I would like each line of the data that holds the word "TokenUsage" copied out.
○ ○ ○
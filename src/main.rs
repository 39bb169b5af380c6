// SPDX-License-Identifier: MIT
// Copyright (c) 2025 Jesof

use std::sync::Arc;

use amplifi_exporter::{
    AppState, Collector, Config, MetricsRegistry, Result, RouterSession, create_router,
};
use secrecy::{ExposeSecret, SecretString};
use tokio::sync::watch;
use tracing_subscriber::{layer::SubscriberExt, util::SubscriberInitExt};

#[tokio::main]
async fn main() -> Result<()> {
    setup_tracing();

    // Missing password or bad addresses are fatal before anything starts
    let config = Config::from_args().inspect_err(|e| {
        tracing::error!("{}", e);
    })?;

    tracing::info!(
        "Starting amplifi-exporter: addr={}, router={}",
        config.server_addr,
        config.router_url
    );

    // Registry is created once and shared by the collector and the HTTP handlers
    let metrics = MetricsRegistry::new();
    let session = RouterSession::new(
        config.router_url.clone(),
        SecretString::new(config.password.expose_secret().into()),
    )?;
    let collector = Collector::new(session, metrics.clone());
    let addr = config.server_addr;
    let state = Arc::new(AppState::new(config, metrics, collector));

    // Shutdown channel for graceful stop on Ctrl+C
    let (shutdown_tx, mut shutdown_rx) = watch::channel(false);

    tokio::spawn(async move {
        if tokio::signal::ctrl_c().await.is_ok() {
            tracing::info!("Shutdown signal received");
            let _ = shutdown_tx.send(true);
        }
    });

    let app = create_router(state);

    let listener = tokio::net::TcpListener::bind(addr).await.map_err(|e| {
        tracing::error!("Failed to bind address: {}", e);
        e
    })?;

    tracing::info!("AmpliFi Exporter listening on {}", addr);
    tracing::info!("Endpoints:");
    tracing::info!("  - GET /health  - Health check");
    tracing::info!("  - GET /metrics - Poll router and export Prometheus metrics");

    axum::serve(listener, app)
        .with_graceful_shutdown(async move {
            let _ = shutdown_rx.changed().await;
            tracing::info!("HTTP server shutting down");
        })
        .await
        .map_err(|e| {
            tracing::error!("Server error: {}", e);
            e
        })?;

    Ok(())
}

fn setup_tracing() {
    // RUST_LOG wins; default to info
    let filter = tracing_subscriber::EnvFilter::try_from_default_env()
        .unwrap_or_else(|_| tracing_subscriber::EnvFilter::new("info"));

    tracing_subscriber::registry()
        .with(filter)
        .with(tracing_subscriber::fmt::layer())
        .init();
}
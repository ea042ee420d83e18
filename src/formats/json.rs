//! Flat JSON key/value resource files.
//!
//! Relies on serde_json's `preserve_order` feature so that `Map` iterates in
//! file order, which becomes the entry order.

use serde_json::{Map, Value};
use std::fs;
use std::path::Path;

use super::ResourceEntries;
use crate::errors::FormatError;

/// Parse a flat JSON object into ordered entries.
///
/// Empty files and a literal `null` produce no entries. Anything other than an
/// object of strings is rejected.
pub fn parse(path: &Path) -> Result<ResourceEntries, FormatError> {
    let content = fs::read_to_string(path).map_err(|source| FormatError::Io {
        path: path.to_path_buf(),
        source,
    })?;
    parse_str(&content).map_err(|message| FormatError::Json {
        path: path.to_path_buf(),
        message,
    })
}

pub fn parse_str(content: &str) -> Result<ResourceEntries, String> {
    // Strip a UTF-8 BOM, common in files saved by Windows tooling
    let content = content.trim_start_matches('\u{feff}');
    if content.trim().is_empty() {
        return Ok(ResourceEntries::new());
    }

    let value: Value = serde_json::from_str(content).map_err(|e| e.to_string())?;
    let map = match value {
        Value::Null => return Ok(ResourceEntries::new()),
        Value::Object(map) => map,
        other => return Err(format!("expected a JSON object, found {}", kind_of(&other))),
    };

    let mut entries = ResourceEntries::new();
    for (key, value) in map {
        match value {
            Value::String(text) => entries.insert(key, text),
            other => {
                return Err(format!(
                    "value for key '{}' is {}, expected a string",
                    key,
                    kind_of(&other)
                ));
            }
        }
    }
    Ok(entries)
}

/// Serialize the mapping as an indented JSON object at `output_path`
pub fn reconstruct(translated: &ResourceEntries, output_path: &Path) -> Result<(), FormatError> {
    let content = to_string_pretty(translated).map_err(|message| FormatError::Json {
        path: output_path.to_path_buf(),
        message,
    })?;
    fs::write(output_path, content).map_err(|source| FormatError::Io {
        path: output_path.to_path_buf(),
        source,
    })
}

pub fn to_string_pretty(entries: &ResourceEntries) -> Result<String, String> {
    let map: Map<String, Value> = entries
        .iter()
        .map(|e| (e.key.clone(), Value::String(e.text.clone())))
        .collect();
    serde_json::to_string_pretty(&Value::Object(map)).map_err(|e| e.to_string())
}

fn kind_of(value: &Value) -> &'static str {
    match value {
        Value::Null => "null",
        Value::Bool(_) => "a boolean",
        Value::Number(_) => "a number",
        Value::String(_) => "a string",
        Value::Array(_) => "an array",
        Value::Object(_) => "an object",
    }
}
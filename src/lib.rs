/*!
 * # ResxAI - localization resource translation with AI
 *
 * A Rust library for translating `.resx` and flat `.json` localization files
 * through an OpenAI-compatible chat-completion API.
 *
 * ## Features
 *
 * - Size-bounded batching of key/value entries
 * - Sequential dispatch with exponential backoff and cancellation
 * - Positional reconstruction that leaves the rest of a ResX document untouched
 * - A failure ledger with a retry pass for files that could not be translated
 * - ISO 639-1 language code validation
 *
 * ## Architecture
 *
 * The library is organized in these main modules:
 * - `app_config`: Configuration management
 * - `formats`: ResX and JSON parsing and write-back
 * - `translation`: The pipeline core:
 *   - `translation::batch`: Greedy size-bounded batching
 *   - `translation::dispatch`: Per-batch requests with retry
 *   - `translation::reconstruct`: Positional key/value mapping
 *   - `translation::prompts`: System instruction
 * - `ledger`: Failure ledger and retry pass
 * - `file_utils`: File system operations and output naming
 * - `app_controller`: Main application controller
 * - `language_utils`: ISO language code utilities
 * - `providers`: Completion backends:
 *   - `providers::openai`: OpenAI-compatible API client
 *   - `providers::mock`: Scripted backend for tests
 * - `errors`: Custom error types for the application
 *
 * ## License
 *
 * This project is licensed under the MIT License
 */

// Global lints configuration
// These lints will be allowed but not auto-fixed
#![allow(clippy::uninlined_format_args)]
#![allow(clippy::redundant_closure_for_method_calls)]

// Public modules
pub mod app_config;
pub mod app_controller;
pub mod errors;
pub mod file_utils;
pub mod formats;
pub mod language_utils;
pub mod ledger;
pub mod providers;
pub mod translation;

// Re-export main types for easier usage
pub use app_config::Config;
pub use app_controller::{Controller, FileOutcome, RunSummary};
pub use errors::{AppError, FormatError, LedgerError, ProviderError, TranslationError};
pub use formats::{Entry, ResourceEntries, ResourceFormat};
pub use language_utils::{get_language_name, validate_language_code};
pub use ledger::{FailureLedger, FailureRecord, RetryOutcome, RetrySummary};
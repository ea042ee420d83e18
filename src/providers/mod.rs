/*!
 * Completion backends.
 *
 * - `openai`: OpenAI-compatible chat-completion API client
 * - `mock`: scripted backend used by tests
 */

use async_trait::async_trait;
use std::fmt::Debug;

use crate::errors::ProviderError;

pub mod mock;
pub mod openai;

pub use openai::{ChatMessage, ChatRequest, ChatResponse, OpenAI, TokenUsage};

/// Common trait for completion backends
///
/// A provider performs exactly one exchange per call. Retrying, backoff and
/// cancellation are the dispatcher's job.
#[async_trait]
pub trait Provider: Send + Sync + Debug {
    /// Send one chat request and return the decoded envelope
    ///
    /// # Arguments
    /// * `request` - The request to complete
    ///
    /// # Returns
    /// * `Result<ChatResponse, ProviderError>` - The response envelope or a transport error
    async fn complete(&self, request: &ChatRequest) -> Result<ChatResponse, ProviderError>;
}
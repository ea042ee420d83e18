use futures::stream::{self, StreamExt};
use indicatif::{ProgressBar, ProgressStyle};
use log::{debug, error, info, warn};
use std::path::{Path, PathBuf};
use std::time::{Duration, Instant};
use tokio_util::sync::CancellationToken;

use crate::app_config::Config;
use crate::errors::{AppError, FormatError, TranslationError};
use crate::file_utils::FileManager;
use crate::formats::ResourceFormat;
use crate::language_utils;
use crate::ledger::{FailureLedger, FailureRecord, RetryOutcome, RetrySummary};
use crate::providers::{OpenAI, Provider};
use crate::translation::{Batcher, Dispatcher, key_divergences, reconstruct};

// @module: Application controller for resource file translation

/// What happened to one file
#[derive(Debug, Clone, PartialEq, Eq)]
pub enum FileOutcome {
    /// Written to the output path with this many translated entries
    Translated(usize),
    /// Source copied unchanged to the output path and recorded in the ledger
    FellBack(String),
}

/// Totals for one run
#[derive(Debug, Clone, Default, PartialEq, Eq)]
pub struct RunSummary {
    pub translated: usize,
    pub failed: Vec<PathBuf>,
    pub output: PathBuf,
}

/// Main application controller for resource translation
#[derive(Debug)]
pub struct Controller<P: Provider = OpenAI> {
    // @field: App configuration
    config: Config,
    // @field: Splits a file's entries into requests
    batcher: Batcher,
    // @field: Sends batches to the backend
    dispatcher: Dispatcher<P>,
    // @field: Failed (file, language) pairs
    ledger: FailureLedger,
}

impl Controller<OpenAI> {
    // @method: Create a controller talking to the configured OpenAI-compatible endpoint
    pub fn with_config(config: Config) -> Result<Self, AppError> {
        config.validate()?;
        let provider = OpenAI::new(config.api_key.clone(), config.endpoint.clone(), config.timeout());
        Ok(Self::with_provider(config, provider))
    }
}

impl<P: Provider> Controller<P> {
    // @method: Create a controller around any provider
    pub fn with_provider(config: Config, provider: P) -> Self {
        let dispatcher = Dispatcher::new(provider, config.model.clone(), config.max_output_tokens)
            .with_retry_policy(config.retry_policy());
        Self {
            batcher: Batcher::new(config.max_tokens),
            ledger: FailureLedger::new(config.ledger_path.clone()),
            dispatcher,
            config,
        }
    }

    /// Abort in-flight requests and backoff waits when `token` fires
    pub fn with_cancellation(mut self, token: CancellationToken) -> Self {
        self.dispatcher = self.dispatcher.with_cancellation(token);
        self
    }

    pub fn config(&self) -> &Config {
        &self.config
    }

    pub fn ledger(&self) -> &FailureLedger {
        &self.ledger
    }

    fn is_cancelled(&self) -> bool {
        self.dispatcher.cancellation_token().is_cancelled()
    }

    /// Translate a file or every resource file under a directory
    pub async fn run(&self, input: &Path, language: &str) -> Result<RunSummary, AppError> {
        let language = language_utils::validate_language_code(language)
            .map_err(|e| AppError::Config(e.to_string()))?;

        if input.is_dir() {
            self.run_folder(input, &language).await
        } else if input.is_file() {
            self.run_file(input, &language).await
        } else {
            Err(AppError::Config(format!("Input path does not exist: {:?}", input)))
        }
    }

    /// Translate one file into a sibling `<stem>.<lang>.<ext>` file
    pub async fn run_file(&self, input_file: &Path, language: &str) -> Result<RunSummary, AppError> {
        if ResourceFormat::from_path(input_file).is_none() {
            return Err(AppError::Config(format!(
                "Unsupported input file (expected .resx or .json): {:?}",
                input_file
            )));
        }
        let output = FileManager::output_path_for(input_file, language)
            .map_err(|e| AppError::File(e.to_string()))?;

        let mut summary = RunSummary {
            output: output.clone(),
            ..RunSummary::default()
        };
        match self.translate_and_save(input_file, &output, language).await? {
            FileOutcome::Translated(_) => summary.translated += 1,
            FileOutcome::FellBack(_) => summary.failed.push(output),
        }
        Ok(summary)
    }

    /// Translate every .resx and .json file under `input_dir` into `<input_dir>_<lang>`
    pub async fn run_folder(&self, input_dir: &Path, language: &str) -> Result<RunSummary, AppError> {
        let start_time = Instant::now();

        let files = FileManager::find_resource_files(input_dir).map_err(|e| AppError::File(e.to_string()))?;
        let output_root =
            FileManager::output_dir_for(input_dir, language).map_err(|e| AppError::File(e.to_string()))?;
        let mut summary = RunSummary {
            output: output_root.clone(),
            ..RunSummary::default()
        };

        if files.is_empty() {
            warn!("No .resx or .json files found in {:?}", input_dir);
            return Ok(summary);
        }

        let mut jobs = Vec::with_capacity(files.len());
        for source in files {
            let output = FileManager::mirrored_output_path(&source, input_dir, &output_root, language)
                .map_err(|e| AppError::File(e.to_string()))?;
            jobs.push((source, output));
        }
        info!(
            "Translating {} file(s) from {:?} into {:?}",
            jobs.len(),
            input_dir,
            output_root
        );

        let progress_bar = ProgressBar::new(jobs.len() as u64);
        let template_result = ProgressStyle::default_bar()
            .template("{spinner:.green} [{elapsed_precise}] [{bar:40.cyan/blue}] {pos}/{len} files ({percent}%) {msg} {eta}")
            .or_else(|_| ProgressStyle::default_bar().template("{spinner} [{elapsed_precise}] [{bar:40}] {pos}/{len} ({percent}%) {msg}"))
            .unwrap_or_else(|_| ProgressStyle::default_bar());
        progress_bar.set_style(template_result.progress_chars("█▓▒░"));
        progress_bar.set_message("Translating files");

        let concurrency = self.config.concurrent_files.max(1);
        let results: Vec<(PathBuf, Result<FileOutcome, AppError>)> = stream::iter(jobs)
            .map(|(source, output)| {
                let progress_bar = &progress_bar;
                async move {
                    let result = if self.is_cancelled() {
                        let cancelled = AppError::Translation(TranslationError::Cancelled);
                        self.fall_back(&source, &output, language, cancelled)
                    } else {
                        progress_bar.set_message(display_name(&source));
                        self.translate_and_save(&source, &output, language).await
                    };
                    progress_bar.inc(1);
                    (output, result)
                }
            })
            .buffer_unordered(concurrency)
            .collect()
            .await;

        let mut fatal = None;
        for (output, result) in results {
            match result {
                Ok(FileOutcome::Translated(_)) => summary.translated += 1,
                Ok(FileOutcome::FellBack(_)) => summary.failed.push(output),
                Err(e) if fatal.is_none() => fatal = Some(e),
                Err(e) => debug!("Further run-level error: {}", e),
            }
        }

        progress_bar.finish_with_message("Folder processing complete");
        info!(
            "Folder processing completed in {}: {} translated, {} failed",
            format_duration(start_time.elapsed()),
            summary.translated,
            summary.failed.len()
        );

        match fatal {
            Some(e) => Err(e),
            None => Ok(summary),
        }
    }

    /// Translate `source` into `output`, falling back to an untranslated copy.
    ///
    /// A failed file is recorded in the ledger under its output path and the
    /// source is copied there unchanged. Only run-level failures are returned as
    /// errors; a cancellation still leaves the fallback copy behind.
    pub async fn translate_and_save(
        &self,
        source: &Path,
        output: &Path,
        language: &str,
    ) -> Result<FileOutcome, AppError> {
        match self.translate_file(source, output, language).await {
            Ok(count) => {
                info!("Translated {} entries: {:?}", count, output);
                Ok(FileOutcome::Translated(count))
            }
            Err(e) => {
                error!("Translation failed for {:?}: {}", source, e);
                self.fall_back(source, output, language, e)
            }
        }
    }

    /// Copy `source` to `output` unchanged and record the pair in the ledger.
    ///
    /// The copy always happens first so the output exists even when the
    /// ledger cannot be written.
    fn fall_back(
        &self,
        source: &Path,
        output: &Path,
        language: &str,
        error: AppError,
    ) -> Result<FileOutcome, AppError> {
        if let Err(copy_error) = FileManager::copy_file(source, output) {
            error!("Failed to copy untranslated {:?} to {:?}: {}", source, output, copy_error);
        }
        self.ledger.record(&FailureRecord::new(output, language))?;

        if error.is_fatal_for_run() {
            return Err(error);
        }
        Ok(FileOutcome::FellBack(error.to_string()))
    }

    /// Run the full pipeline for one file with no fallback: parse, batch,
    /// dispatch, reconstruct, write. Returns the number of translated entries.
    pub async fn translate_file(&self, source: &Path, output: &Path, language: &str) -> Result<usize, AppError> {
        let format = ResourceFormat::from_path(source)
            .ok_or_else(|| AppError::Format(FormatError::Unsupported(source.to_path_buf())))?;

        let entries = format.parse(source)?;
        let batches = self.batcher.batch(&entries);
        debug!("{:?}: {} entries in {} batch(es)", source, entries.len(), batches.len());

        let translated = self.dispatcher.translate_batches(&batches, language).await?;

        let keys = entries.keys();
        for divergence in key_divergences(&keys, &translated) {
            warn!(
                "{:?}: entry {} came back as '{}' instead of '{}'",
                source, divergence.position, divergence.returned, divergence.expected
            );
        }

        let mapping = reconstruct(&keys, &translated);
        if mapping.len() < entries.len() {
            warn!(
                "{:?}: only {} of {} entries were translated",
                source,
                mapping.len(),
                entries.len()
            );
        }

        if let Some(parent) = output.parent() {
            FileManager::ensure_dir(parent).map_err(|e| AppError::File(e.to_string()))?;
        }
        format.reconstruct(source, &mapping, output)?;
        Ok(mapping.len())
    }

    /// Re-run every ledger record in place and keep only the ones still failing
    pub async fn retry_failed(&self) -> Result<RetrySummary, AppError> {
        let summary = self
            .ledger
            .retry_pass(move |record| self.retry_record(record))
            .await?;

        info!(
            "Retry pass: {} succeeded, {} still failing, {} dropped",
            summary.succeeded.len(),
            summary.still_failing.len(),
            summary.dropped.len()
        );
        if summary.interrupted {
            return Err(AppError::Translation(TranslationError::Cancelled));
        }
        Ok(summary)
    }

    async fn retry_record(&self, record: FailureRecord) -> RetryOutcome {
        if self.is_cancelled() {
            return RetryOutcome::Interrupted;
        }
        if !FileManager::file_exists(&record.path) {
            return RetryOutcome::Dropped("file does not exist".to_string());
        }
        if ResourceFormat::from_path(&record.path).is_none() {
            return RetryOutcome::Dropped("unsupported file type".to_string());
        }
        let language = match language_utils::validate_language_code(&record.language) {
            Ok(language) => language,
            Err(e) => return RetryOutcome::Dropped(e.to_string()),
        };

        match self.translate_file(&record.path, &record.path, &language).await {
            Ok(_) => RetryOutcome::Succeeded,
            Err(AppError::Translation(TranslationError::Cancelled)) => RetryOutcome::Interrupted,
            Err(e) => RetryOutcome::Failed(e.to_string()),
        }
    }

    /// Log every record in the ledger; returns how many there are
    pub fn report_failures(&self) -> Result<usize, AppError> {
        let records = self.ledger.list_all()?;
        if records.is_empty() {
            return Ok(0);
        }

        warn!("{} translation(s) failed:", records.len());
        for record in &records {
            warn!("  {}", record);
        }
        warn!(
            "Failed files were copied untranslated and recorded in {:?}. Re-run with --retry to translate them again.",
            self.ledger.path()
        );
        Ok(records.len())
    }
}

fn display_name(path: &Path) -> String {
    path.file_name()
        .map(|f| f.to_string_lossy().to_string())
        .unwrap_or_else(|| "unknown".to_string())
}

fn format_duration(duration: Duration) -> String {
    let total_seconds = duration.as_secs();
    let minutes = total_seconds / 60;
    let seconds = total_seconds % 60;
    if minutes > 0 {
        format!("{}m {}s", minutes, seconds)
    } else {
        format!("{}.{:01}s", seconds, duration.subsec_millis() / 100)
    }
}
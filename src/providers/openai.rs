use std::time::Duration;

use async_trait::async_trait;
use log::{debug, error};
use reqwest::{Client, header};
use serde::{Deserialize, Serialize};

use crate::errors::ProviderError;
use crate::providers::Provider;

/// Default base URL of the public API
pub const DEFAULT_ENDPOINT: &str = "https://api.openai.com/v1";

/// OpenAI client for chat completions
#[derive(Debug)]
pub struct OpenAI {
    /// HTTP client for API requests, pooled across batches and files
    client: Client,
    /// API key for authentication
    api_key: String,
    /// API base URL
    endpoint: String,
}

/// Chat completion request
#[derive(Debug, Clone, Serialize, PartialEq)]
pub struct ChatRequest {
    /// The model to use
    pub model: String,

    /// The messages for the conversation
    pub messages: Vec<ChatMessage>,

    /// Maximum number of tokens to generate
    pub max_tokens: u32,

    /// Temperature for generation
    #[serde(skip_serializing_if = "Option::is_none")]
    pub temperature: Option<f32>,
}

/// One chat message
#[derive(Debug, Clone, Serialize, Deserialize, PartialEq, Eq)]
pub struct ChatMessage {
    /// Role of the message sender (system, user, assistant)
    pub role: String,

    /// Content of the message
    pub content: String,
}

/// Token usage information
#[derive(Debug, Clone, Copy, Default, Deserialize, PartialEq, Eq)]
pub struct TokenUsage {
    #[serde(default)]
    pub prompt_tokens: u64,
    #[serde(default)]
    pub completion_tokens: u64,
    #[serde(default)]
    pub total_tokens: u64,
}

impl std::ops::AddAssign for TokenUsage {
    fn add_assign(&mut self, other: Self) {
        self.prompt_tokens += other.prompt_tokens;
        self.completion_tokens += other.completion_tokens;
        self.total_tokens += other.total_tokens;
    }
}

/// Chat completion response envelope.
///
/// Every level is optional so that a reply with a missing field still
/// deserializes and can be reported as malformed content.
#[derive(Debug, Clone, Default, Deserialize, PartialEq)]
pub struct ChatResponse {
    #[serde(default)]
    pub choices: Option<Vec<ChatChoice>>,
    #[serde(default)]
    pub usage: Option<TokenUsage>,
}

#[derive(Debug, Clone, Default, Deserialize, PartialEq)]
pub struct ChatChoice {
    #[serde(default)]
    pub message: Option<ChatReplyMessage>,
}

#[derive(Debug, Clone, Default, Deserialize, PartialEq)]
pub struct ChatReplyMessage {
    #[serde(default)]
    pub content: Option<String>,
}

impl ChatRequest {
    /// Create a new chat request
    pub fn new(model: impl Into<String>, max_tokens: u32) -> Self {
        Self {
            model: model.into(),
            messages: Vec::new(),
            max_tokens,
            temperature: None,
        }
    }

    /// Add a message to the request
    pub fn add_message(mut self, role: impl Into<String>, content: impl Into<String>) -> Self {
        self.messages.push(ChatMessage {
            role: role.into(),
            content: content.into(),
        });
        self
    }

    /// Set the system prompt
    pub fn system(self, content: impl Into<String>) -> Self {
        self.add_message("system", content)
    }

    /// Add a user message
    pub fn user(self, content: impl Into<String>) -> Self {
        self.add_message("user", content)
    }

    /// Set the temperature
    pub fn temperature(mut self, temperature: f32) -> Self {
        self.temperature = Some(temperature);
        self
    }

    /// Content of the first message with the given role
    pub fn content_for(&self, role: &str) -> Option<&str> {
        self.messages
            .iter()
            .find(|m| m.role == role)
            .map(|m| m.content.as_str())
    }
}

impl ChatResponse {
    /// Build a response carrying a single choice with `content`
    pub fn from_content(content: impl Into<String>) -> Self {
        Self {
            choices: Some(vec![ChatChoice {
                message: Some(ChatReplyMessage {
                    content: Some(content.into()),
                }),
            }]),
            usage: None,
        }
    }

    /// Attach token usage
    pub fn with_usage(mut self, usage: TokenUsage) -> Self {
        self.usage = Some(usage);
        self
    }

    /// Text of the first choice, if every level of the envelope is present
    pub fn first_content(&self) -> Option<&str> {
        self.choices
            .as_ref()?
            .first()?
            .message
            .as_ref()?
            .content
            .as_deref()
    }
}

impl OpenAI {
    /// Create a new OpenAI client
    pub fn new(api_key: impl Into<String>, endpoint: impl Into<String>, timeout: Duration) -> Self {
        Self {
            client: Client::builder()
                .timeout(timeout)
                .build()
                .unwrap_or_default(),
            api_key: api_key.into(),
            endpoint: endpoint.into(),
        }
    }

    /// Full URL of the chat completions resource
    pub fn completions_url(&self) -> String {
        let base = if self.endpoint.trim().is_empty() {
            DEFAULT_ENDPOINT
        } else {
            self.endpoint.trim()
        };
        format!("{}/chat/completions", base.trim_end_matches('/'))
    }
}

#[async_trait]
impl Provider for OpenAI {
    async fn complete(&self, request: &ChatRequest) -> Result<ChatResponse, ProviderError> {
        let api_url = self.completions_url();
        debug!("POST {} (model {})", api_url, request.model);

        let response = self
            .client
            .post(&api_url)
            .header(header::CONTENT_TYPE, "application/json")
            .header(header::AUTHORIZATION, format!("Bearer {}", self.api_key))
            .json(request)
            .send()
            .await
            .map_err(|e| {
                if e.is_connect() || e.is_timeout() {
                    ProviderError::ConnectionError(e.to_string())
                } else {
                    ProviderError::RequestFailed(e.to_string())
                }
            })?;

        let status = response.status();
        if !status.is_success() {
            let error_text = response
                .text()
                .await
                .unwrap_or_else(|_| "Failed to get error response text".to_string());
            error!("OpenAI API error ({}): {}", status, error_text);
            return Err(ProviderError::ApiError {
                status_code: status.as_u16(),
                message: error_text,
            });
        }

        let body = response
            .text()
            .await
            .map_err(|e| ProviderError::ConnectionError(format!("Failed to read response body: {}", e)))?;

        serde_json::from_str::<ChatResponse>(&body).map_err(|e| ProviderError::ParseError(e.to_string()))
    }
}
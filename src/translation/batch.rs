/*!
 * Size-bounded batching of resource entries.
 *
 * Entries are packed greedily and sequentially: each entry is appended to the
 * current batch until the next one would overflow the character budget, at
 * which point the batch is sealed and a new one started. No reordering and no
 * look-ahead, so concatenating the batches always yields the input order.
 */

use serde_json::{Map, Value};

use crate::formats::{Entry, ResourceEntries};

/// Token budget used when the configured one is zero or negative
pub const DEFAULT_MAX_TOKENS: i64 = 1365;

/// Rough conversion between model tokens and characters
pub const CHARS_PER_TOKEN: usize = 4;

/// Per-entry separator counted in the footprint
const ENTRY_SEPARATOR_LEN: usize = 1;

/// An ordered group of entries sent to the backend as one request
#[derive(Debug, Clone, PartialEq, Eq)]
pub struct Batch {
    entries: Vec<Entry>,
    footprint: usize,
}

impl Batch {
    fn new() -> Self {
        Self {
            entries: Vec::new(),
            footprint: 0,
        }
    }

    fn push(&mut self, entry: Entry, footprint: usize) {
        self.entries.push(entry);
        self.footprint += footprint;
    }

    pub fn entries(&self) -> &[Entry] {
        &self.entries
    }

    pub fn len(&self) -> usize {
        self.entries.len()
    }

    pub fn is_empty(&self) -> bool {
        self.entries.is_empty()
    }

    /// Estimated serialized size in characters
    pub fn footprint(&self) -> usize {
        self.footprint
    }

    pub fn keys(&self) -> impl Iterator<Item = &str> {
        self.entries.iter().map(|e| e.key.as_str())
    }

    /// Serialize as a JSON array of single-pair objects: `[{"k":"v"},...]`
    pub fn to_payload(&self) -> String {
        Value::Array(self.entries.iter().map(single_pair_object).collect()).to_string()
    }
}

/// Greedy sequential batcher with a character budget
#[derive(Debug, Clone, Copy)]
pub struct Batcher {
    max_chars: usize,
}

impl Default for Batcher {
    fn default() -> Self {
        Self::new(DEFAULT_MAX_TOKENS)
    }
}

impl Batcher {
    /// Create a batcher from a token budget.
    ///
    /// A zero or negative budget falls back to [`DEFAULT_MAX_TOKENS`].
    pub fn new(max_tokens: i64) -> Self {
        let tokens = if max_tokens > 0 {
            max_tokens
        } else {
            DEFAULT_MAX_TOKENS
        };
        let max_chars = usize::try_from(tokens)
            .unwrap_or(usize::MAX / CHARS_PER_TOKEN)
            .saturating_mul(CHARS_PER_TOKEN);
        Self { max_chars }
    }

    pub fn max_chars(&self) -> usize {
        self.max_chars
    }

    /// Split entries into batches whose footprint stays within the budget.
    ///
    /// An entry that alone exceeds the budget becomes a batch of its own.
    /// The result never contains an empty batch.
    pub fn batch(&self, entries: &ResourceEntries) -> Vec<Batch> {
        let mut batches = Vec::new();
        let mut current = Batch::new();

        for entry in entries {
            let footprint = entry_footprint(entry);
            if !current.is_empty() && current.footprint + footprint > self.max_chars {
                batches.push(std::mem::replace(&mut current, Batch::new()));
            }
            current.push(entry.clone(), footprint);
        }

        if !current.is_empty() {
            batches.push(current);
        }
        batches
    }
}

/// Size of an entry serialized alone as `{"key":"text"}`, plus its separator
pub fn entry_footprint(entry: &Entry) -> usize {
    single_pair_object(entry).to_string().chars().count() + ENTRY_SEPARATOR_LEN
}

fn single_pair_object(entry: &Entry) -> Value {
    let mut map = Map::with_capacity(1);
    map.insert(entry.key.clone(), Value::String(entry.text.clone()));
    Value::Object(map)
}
○ ○ ○
## COMPLETED TASK
pub use openai::{ChatMessage, ChatRequest, ChatResponse, OpenAI, TokenUsage};
pub struct TokenUsage {
impl std::ops::AddAssign for TokenUsage {
    pub usage: Option<TokenUsage>,
    pub fn with_usage(mut self, usage: TokenUsage) -> Self {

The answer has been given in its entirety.